------ Dataset entries ------
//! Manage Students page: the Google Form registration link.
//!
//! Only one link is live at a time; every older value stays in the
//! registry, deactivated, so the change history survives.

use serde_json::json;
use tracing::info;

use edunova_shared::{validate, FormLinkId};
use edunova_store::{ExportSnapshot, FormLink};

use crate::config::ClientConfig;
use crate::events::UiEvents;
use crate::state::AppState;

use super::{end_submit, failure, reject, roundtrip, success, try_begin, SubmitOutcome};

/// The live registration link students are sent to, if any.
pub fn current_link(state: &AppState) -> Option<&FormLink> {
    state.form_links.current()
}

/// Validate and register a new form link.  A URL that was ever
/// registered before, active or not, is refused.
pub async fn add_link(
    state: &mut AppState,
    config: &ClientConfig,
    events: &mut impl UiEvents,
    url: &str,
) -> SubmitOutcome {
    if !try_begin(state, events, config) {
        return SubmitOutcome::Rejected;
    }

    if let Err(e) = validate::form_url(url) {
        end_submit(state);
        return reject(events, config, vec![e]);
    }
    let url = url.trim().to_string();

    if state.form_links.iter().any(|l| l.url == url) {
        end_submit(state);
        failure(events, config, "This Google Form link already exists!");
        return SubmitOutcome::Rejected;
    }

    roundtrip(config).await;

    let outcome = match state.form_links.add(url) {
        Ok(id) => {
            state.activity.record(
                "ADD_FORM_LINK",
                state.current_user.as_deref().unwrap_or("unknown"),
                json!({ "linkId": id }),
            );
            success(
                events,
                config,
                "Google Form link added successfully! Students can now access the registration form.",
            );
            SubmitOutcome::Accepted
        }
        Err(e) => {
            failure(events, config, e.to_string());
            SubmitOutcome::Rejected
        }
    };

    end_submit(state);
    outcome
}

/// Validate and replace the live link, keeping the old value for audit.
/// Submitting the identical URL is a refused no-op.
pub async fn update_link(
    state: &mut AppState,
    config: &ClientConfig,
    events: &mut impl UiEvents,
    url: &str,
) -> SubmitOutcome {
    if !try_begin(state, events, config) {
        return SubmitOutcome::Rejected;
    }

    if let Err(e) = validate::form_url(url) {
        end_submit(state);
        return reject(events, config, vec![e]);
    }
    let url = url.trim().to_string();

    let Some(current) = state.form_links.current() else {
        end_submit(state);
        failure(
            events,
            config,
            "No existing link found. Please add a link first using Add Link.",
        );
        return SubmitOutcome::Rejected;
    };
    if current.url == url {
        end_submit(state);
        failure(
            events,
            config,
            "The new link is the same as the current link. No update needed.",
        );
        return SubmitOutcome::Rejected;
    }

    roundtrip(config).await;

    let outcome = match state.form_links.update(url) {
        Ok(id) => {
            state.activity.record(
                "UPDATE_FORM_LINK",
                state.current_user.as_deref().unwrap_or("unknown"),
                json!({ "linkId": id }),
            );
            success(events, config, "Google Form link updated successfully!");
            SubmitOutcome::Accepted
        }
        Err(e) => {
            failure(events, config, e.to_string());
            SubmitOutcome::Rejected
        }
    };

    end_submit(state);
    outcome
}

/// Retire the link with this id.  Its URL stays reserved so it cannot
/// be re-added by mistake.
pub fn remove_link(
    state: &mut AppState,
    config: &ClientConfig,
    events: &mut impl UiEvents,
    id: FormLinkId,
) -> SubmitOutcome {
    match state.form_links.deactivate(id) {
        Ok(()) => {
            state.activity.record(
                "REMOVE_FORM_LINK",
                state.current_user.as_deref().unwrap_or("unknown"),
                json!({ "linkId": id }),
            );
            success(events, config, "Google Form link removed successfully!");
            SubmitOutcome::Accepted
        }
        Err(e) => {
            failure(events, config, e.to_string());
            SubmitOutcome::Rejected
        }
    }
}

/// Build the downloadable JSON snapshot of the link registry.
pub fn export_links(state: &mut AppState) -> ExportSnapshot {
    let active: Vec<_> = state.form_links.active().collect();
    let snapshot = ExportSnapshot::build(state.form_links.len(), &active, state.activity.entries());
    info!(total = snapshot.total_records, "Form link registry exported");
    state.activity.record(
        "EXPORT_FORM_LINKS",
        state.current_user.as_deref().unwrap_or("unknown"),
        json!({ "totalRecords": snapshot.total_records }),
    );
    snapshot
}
------
### To do
Where a line in the records above includes the string "async", show it.

### Response area
pub async fn add_link(
pub async fn update_link(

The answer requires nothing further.